Unduh Aplikasi panas
Beranda / Romantis / CEO Itu Ayah Dari Anakku!
CEO Itu Ayah Dari Anakku!

CEO Itu Ayah Dari Anakku!

5.0
40 Bab
3 Penayangan
Baca Sekarang

Cinta satu malam itu telah membuahkan benih. Risa, seorang gadis lugu berusia 20 tahun dari desa, merantau ke kota besar dengan harapan menemukan kedua orang tua kandungnya. Malang tak dapat ditolak, Risa justru terjerat tipu daya temannya sendiri dan dijual. Dalam keadaan terdesak, Risa akhirnya menghabiskan satu malam bersama Arjuna, seorang CEO muda nan karismatik. Cinta satu malam mereka tak disangka membuahkan hasil, menjadi benih kehidupan yang segera mengguncang dunia Arjuna. Kehadiran bayi itu berpotensi menjadi skandal besar yang dapat merusak reputasi Arjuna yang selama ini sempurna. Apa yang akan Arjuna lakukan? Akankah ia menyingkirkan Risa dan bayinya demi menjaga citranya di mata publik dan keluarganya yang terpandang? Atau, akankah sisi kemanusiaannya tergerak untuk menyelamatkan mereka dari kehancuran? Dalam balutan intrik keluarga yang pelik, hubungan benci tapi cinta (love-hate relationship) yang bergejolak, skandal gelap yang mengancam, dan jurang perbedaan latar belakang sosial yang menganga, bagaimana Arjuna dan Risa akan mengarungi kisah mereka? Akankah perbedaan status sosial ini menjadi penghalang abadi bagi kebahagiaan mereka, ataukah cinta akan menemukan jalannya melampaui segala rintangan?

Konten

Bab 1 masa lalu yang hilang mungkin bisa ditemukan

Jakarta. Nama itu terdengar seperti sihir di telinga Risa, janji akan awal yang baru, tempat di mana kepingan masa lalu yang hilang mungkin bisa ditemukan. Dengan ransel usang di punggung dan hati penuh debar, Risa melangkah keluar dari Stasiun Pasar Senen. Udara ibu kota terasa lebih panas dan lebih padat dari yang ia bayangkan, namun semangatnya tak surut. Di tangan kanannya, ia menggenggam erat selembar foto buram dari panti asuhan-potret sepasang suami istri dengan senyum samar yang mungkin adalah orang tua kandungnya.

Di saku bajunya, terlipat rapi secarik surat tua yang menyebutkan sebuah alamat di sudut Jakarta Selatan. Itulah satu-satunya petunjuk yang ia miliki, satu-satunya benang merah menuju akar dirinya.

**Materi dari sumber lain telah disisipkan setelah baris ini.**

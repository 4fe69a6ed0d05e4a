//! Error types for portfolio optimization.

use thiserror::Error;

use crate::optimizer::OptimizationResult;

/// Result type for optimization operations.
pub type Result<T> = std::result::Result<T, OptimizeError>;

/// Errors that can occur while setting up or solving a portfolio problem.
#[derive(Debug, Error)]
pub enum OptimizeError {
    /// Asset universe has no assets
    #[error("Asset universe is empty")]
    EmptyUniverse,

    /// Dimension mismatch
    #[error("Dimension mismatch: expected {expected}, got {actual}")]
    DimensionMismatch {
        /// Expected dimension
        expected: usize,
        /// Actual dimension
        actual: usize,
    },

    /// A single asset's bounds are outside [0, 1] or inverted
    #[error("Invalid bounds for asset {index}: [{lower}, {upper}] must satisfy 0 <= lower <= upper <= 1")]
    InvalidBounds {
        /// Asset position
        index: usize,
        /// Lower bound
        lower: f64,
        /// Upper bound
        upper: f64,
    },

    /// Bounds admit no fully-invested portfolio
    #[error("Infeasible bounds: sum of lower bounds {lower_sum} must be <= 1 and sum of upper bounds {upper_sum} must be >= 1")]
    InfeasibleBounds {
        /// Sum of lower bounds
        lower_sum: f64,
        /// Sum of upper bounds
        upper_sum: f64,
    },

    /// Bound override names an asset outside the universe
    #[error("Bound override for unknown asset '{0}'")]
    UnknownAsset(String),

    /// Target return cannot be reached under the bounds
    #[error("Target return {target} outside achievable range [{min}, {max}]")]
    TargetOutOfRange {
        /// Requested annual return
        target: f64,
        /// Lowest achievable annual return
        min: f64,
        /// Highest achievable annual return
        max: f64,
    },

    /// Risk factor outside [0, 1]
    #[error("Risk factor {0} must be between 0 and 1")]
    InvalidRiskFactor(f64),

    /// Invalid parameter
    #[error("Invalid parameter: {0}")]
    InvalidParameter(String),

    /// Solver did not satisfy its tolerances
    #[error("Solver failed on {}: {}", .0.problem, .0.message)]
    SolverFailed(Box<OptimizationResult>),

    /// Risk metric error
    #[error(transparent)]
    Risk(#[from] tangent_risk::RiskError),
}
//! Portfolio risk and return metrics
//!
//! For weights w, per-period mean returns μ, per-period covariance Σ and
//! A periods per year:
//!
//! - return: R = A · μᵀw
//! - variance: V = A · wᵀΣw
//! - standard deviation: s = √V
//! - Sharpe ratio: (R - r_f) / s
//! - utility: R - (λ/2) · s
//!
//! The functions are pure. Callers are responsible for matching lengths;
//! [`AssetMoments`](crate::AssetMoments) checks them before delegating here.

use ndarray::{Array1, Array2};
use serde::{Deserialize, Serialize};

use crate::error::{Result, RiskError};

/// Conventional number of trading days per year.
pub const TRADING_DAYS_PER_YEAR: f64 = 252.0;

/// Standard deviations at or below this are treated as zero.
pub const MIN_VOLATILITY: f64 = 1e-12;

/// Annualised portfolio return `A · μᵀw`.
pub fn portfolio_return(weights: &Array1<f64>, mean: &Array1<f64>, periods_per_year: f64) -> f64 {
    periods_per_year * weights.dot(mean)
}

/// Annualised portfolio variance `A · wᵀΣw`.
pub fn portfolio_variance(
    weights: &Array1<f64>,
    covariance: &Array2<f64>,
    periods_per_year: f64,
) -> f64 {
    periods_per_year * weights.dot(&covariance.dot(weights))
}

/// Annualised portfolio standard deviation.
///
/// Tiny negative variances from rounding are clamped to zero.
pub fn portfolio_stddev(
    weights: &Array1<f64>,
    covariance: &Array2<f64>,
    periods_per_year: f64,
) -> f64 {
    portfolio_variance(weights, covariance, periods_per_year)
        .max(0.0)
        .sqrt()
}

/// Sharpe ratio from an annualised return and standard deviation.
///
/// Returns [`RiskError::ZeroVolatility`] when `stddev` is (numerically) zero.
pub fn sharpe(expected_return: f64, stddev: f64, risk_free_rate: f64) -> Result<f64> {
    if stddev.is_nan() || stddev <= MIN_VOLATILITY {
        return Err(RiskError::ZeroVolatility);
    }
    Ok((expected_return - risk_free_rate) / stddev)
}

/// Annualised Sharpe ratio of a portfolio.
pub fn portfolio_sharpe(
    weights: &Array1<f64>,
    mean: &Array1<f64>,
    covariance: &Array2<f64>,
    risk_free_rate: f64,
    periods_per_year: f64,
) -> Result<f64> {
    sharpe(
        portfolio_return(weights, mean, periods_per_year),
        portfolio_stddev(weights, covariance, periods_per_year),
        risk_free_rate,
    )
}

/// Risk-aversion utility `R - (λ/2) · s`.
///
/// Larger `risk_aversion` penalises volatility more heavily.
pub fn portfolio_utility(
    weights: &Array1<f64>,
    mean: &Array1<f64>,
    covariance: &Array2<f64>,
    risk_aversion: f64,
    periods_per_year: f64,
) -> f64 {
    portfolio_return(weights, mean, periods_per_year)
        - risk_aversion / 2.0 * portfolio_stddev(weights, covariance, periods_per_year)
}

/// Per-asset annualised mean returns `A · μᵢ`.
pub fn annualized_asset_returns(mean: &Array1<f64>, periods_per_year: f64) -> Array1<f64> {
    mean * periods_per_year
}

/// Annualised return, standard deviation and Sharpe ratio of one portfolio.
#[derive(Debug, Clone, Copy, PartialEq, Serialize, Deserialize)]
pub struct PortfolioStats {
    /// Annualised expected return
    pub expected_return: f64,
    /// Annualised standard deviation
    pub stddev: f64,
    /// Sharpe ratio, `None` when the standard deviation is zero
    pub sharpe: Option<f64>,
}

impl PortfolioStats {
    /// Stats from an annualised return and standard deviation.
    pub fn new(expected_return: f64, stddev: f64, risk_free_rate: f64) -> Self {
        Self {
            expected_return,
            stddev,
            sharpe: sharpe(expected_return, stddev, risk_free_rate).ok(),
        }
    }
}

#[cfg(test)]
mod tests {
    use super::*;
    use approx::assert_relative_eq;
    use ndarray::array;

    fn two_assets() -> (Array1<f64>, Array2<f64>) {
        (
            array![0.001, 0.002],
            array![[0.0004, 0.0001], [0.0001, 0.0009]],
        )
    }

    #[test]
    fn test_return_and_variance() {
        let (mean, cov) = two_assets();
        let w = array![0.5, 0.5];
        assert_relative_eq!(portfolio_return(&w, &mean, 252.0), 0.378, epsilon = 1e-12);
        // wᵀΣw = 0.25 * (0.0004 + 0.0009 + 2 * 0.0001) = 0.000375
        assert_relative_eq!(portfolio_variance(&w, &cov, 252.0), 0.0945, epsilon = 1e-12);
        assert_relative_eq!(
            portfolio_stddev(&w, &cov, 252.0),
            0.0945_f64.sqrt(),
            epsilon = 1e-12
        );
    }

    #[test]
    fn test_sharpe_and_utility() {
        let (mean, cov) = two_assets();
        let w = array![0.5, 0.5];
        let s = 0.0945_f64.sqrt();
        assert_relative_eq!(
            portfolio_sharpe(&w, &mean, &cov, 0.02, 252.0).unwrap(),
            (0.378 - 0.02) / s,
            epsilon = 1e-12
        );
        assert_relative_eq!(
            portfolio_utility(&w, &mean, &cov, 3.0, 252.0),
            0.378 - 1.5 * s,
            epsilon = 1e-12
        );
        assert_relative_eq!(
            portfolio_utility(&w, &mean, &cov, 0.0, 252.0),
            portfolio_return(&w, &mean, 252.0)
        );
    }

    #[test]
    fn test_zero_volatility() {
        let mean = array![0.001];
        let cov = array![[0.0]];
        let w = array![1.0];
        assert_relative_eq!(portfolio_stddev(&w, &cov, 252.0), 0.0);
        assert!(matches!(
            portfolio_sharpe(&w, &mean, &cov, 0.0, 252.0),
            Err(RiskError::ZeroVolatility)
        ));
        assert_eq!(PortfolioStats::new(0.1, 0.0, 0.0).sharpe, None);
    }

    #[test]
    fn test_annualized_asset_returns() {
        let r = annualized_asset_returns(&array![0.001, -0.0005], TRADING_DAYS_PER_YEAR);
        assert_relative_eq!(r[0], 0.252, epsilon = 1e-12);
        assert_relative_eq!(r[1], -0.126, epsilon = 1e-12);
    }
}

Sudah dua puluh tahun Risa hidup tanpa pernah mengenal wajah kedua orang tuanya. Dibesarkan di panti asuhan sederhana di kaki Gunung Salak, ia tumbuh menjadi gadis desa yang lugu, namun memiliki tekad sekuat baja. Cita-citanya sederhana: menemukan keluarganya, lalu bekerja keras agar bisa hidup mandiri dan membalas budi pada Bu Retno, pengasuh panti yang sudah seperti ibunya. Kini, impian itu terasa begitu dekat.

"Risa!"

Sebuah suara melengking memecah keramaian. Risa menoleh, dan senyum lebar langsung mengembang di bibirnya saat melihat sosok Maya melambai-lambai di antara kerumunan. Maya, sahabatnya sejak kecil, tetangga di desa, yang setahun lalu sudah lebih dulu merantau ke Jakarta. Maya terlihat jauh lebih modis dengan celana jins ketat, blus modern, dan riasan tebal di wajahnya. Ada aura kota yang memancar darinya, sesuatu yang membuat Risa merasa sedikit minder dengan kemeja katun lusuh dan sandal jepitnya.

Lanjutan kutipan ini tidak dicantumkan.